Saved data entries
use thiserror::Error;

#[derive(Debug, Error)]
pub enum EvaluateError {
    /// The caller-supplied inputs cannot be scored at all. Surfaced before
    /// any feature extraction runs; no partial report is produced.
    #[error("invalid input: {0}")]
    InvalidInput(String),

    /// The embedding model failed to load or failed inference. `evaluate`
    /// never returns this: similarity is descriptive only, so scoring
    /// degrades to a report without a similarity section. Callers driving
    /// the semantic adapter directly see it.
    #[error("embedding model unavailable: {0}")]
    ModelUnavailable(String),

    /// An unexpected failure in a component. Never silently produces a
    /// misleading score.
    #[error("internal error: {0}")]
    Internal(#[from] anyhow::Error),
}
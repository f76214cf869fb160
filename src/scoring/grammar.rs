use regex::Regex;
use std::sync::LazyLock;

use super::text::TokenSet;

static ORDINAL: LazyLock<Regex> = LazyLock::new(|| Regex::new(r"^\d+(st|nd|rd|th)$").unwrap());
static GRADE_LABEL: LazyLock<Regex> = LazyLock::new(|| Regex::new(r"^\d+[a-z]$").unwrap());
static REPEATED_PUNCT: LazyLock<Regex> = LazyLock::new(|| Regex::new(r"!{2,}|\?{2,}|,{2,}|;{2,}").unwrap());

/// One independent grammar check. Each rule reports how many times it
/// triggers; the penalty count is the sum over all rules, uncapped here
/// (capping happens at scoring time via the errors-per-100 fraction).
pub struct GrammarRule {
    pub name: &'static str,
    check: fn(&str, &TokenSet) -> usize,
}

pub fn rules() -> &'static [GrammarRule] {
    &[
        GrammarRule {
            name: "lowercase-i",
            check: count_lowercase_i,
        },
        GrammarRule {
            name: "double-space",
            check: count_double_spaces,
        },
        GrammarRule {
            name: "mixed-digit-token",
            check: count_mixed_tokens,
        },
        GrammarRule {
            name: "repeated-punctuation",
            check: count_repeated_punctuation,
        },
    ]
}

pub fn penalty_count(raw_text: &str, tokens: &TokenSet) -> usize {
    rules().iter().map(|r| (r.check)(raw_text, tokens)).sum()
}

/// Standalone lowercase "i" used as a pronoun. Case-sensitive on the raw
/// text; a properly capitalized "I" never triggers.
fn count_lowercase_i(raw_text: &str, _tokens: &TokenSet) -> usize {
    raw_text
        .split_whitespace()
        .filter(|w| w.trim_matches(|c: char| !c.is_ascii_alphanumeric()) == "i")
        .count()
}

fn count_double_spaces(raw_text: &str, _tokens: &TokenSet) -> usize {
    raw_text.matches("  ").count()
}

/// Tokens mixing digits and letters in implausible ways. Ordinals ("1st")
/// and grade labels ("8b") are plausible in a self-introduction.
fn count_mixed_tokens(raw_text: &str, _tokens: &TokenSet) -> usize {
    raw_text
        .split_whitespace()
        .map(|w| {
            w.trim_matches(|c: char| !c.is_ascii_alphanumeric())
                .to_lowercase()
        })
        .filter(|w| {
            w.chars().any(|c| c.is_ascii_digit())
                && w.chars().any(|c| c.is_ascii_alphabetic())
                && !ORDINAL.is_match(w)
                && !GRADE_LABEL.is_match(w)
        })
        .count()
}

fn count_repeated_punctuation(raw_text: &str, _tokens: &TokenSet) -> usize {
    REPEATED_PUNCT.find_iter(raw_text).count()
}
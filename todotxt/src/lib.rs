//! todo.txt domain library.
//! The core is pure: lines go in, tasks, schedules and views come out. File access lives
//! in `storage` and `settings`, and everything is wired together by `engine`.

pub mod core {
    use chrono::NaiveDate;
    use indexmap::IndexSet;
    use serde::{Deserialize, Deserializer, Serialize, Serializer};
    use std::{fmt, path::PathBuf, str::FromStr};
    use uuid::Uuid;

    /* ------------------------------- IDs ------------------------------- */

    /// Position of a task inside the `TaskStore` arena.
    #[derive(Debug, Clone, Copy, PartialEq, Eq, PartialOrd, Ord, Hash, Serialize, Deserialize)]
    #[serde(transparent)]
    pub struct TaskIndex(pub usize);

    /// Identity of one cooperative batch (a file load or a viewport fill).
    #[derive(Debug, Clone, Copy, PartialEq, Eq, PartialOrd, Ord, Hash, Serialize, Deserialize)]
    #[serde(transparent)]
    pub struct BatchId(pub Uuid);

    impl BatchId {
        pub fn new() -> Self {
            Self(Uuid::new_v4())
        }
    }

    impl Default for BatchId {
        fn default() -> Self {
            Self::new()
        }
    }

    /* ---------------------------- Value Objects ---------------------------- */

    /// Single-letter priority, written `(A)` in a todo line.
    #[derive(Debug, Clone, Copy, PartialEq, Eq, PartialOrd, Ord, Hash)]
    pub struct Priority(char);

    impl Priority {
        pub fn new(letter: char) -> Option<Self> {
            letter.is_ascii_uppercase().then_some(Self(letter))
        }

        pub fn letter(self) -> char {
            self.0
        }
    }

    impl fmt::Display for Priority {
        fn fmt(&self, f: &mut fmt::Formatter<'_>) -> fmt::Result {
            write!(f, "({})", self.0)
        }
    }

    impl FromStr for Priority {
        type Err = DomainError;

        fn from_str(s: &str) -> Result<Self, Self::Err> {
            let mut chars = s.chars();
            match (chars.next(), chars.next(), chars.next(), chars.next()) {
                (Some('('), Some(letter), Some(')'), None) => {
                    Self::new(letter).ok_or_else(|| DomainError::InvalidPriority(s.to_string()))
                }
                _ => Err(DomainError::InvalidPriority(s.to_string())),
            }
        }
    }

    impl Serialize for Priority {
        fn serialize<S: Serializer>(&self, serializer: S) -> Result<S::Ok, S::Error> {
            serializer.collect_str(self)
        }
    }

    impl<'de> Deserialize<'de> for Priority {
        fn deserialize<D: Deserializer<'de>>(deserializer: D) -> Result<Self, D::Error> {
            let raw = String::deserialize(deserializer)?;
            raw.parse().map_err(serde::de::Error::custom)
        }
    }

    #[derive(Debug, Clone, Copy, PartialEq, Eq, Hash, Serialize, Deserialize)]
    pub enum IntervalUnit {
        Days,
        Weeks,
    }

    /// A day-granular interval such as `3d` or `2w`.
    #[derive(Debug, Clone, Copy, PartialEq, Eq, Hash, Serialize, Deserialize)]
    pub struct Interval {
        pub count: u32,
        pub unit: IntervalUnit,
    }

    impl Interval {
        pub fn days(self) -> u64 {
            match self.unit {
                IntervalUnit::Days => u64::from(self.count),
                IntervalUnit::Weeks => u64::from(self.count) * 7,
            }
        }
    }

    #[derive(Debug, Clone, Copy, PartialEq, Eq, Hash, Serialize, Deserialize)]
    pub enum RecurrenceKind {
        /// Every n days/weeks counted from the creation date.
        Periodic,
        /// n days/weeks after the last completion.
        SinceCompletion,
        /// Every n months on a fixed day of the month.
        MonthlyDay,
    }

    /// The schedule carried by a recurrence token.
    #[derive(Debug, Clone, Copy, PartialEq, Eq, Hash, Serialize, Deserialize)]
    pub enum RecurrenceRule {
        Periodic { every: Interval },
        SinceCompletion { every: Interval },
        MonthlyDay { months: u32, day: u32 },
    }

    impl RecurrenceRule {
        pub fn kind(&self) -> RecurrenceKind {
            match self {
                Self::Periodic { .. } => RecurrenceKind::Periodic,
                Self::SinceCompletion { .. } => RecurrenceKind::SinceCompletion,
                Self::MonthlyDay { .. } => RecurrenceKind::MonthlyDay,
            }
        }

        /// Interval count in the rule's own unit (days, weeks or months).
        pub fn interval(&self) -> u32 {
            match self {
                Self::Periodic { every } | Self::SinceCompletion { every } => every.count,
                Self::MonthlyDay { months, .. } => *months,
            }
        }
    }

    /// Result of the last recurrence evaluation.
    #[derive(Debug, Clone, Copy, PartialEq, Eq, Hash, Serialize, Deserialize)]
    pub enum NextOccurrence {
        On(NaiveDate),
        /// No reference date yet (e.g. never completed).
        Unknown,
    }

    #[derive(Debug, Clone, PartialEq, Eq, Serialize, Deserialize)]
    pub struct Recurrence {
        pub rule: RecurrenceRule,
        /// The token as written, e.g. `rec:2w`.
        pub token: String,
        /// `None` until the recurrence engine has looked at the task.
        pub next: Option<NextOccurrence>,
    }

    impl Recurrence {
        pub fn kind(&self) -> RecurrenceKind {
            self.rule.kind()
        }
    }

    #[derive(Debug, Clone, Copy, PartialEq, Eq, Hash, Serialize, Deserialize)]
    #[serde(rename_all = "lowercase")]
    pub enum SpanKind {
        Plain,
        Context,
        Project,
        Link,
    }

    /// One rendered description word. Consumed extension tokens have no span.
    #[derive(Debug, Clone, PartialEq, Eq, Serialize, Deserialize)]
    pub struct Span {
        pub text: String,
        pub kind: SpanKind,
    }

    /* ------------------------------ Entities ------------------------------ */

    /// One logical todo.txt line.
    ///
    /// A task is never patched in place: any change to the line produces a new `Task`
    /// through `parser::parse_task` (or `lifecycle::rebuild`). The only fields written
    /// after parsing are the schedule-derived ones (`is_deferred`, the effective
    /// `creation_date` of a deferred task and `recurrence.next`).
    #[derive(Debug, Clone, PartialEq, Eq, Default, Serialize, Deserialize)]
    pub struct Task {
        /// Source of truth; everything else is derived from it.
        pub raw_text: String,

        pub completed: bool,
        pub priority: Option<Priority>,
        pub creation_date: Option<NaiveDate>,
        pub completion_date: Option<NaiveDate>,

        pub due_date: Option<NaiveDate>,
        pub defer_date: Option<NaiveDate>,
        pub is_deferred: bool,
        pub recurrence: Option<Recurrence>,

        pub pinned: bool,
        pub hidden: bool,
        pub tracker_id: Option<String>,
        /// Priority parked in a `pri:X` token while the task is completed.
        pub priority_backup: Option<Priority>,

        /// `@tags` in first-seen order.
        #[serde(default)]
        pub contexts: IndexSet<String>,
        /// `+tags` in first-seen order.
        #[serde(default)]
        pub projects: IndexSet<String>,

        #[serde(default)]
        pub description_spans: Vec<Span>,
    }

    impl Task {
        pub fn first_context(&self) -> Option<&str> {
            self.contexts.first().map(String::as_str)
        }

        pub fn first_project(&self) -> Option<&str> {
            self.projects.first().map(String::as_str)
        }

        pub fn is_recurring(&self) -> bool {
            self.recurrence.is_some()
        }

        /// Rendered description (extension tokens removed).
        pub fn description(&self) -> String {
            self.description_spans
                .iter()
                .map(|s| s.text.as_str())
                .collect::<Vec<_>>()
                .join(" ")
        }

        /// Words of the raw line, whitespace collapsed.
        pub fn words(&self) -> impl Iterator<Item = &str> {
            self.raw_text.split_whitespace()
        }
    }

    /* ---------------------------- Errors (domain) ---------------------------- */

    #[derive(Debug, thiserror::Error)]
    pub enum DomainError {
        #[error("invalid priority {0:?} (expected \"(A)\"..\"(Z)\")")]
        InvalidPriority(String),
    }

    /// Failures at the I/O boundary. The core itself has no failure modes.
    #[derive(Debug, thiserror::Error)]
    pub enum TodoError {
        #[error("todo file {0:?} does not exist")]
        MissingFile(PathBuf),
        #[error("cannot access {path:?}")]
        Io {
            path: PathBuf,
            #[source]
            source: std::io::Error,
        },
        #[error("malformed settings document")]
        Settings(#[from] serde_json::Error),
    }

    pub type Result<T, E = TodoError> = std::result::Result<T, E>;

    #[cfg(test)]
    mod tests {
        use super::*;

        #[test]
        fn priority_round_trips_through_display() {
            let p: Priority = "(C)".parse().unwrap();
            assert_eq!(p.letter(), 'C');
            assert_eq!(p.to_string(), "(C)");
            assert!("(c)".parse::<Priority>().is_err());
            assert!("(AB)".parse::<Priority>().is_err());
            assert!(Priority::new('a').is_none());
        }

        #[test]
        fn priority_serializes_as_marker() {
            let json = serde_json::to_string(&vec![Priority::new('A').unwrap()]).unwrap();
            assert_eq!(json, r#"["(A)"]"#);
            let back: Vec<Priority> = serde_json::from_str(&json).unwrap();
            assert_eq!(back[0].letter(), 'A');
        }

        #[test]
        fn weeks_expand_to_days() {
            let every = Interval {
                count: 2,
                unit: IntervalUnit::Weeks,
            };
            assert_eq!(every.days(), 14);
        }
    }
}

PROMPT –
Report each line in the data above that holds the word "tags" by copying it.

TASK OUTPUT –
        /// `@tags` in first-seen order.
        /// `+tags` in first-seen order.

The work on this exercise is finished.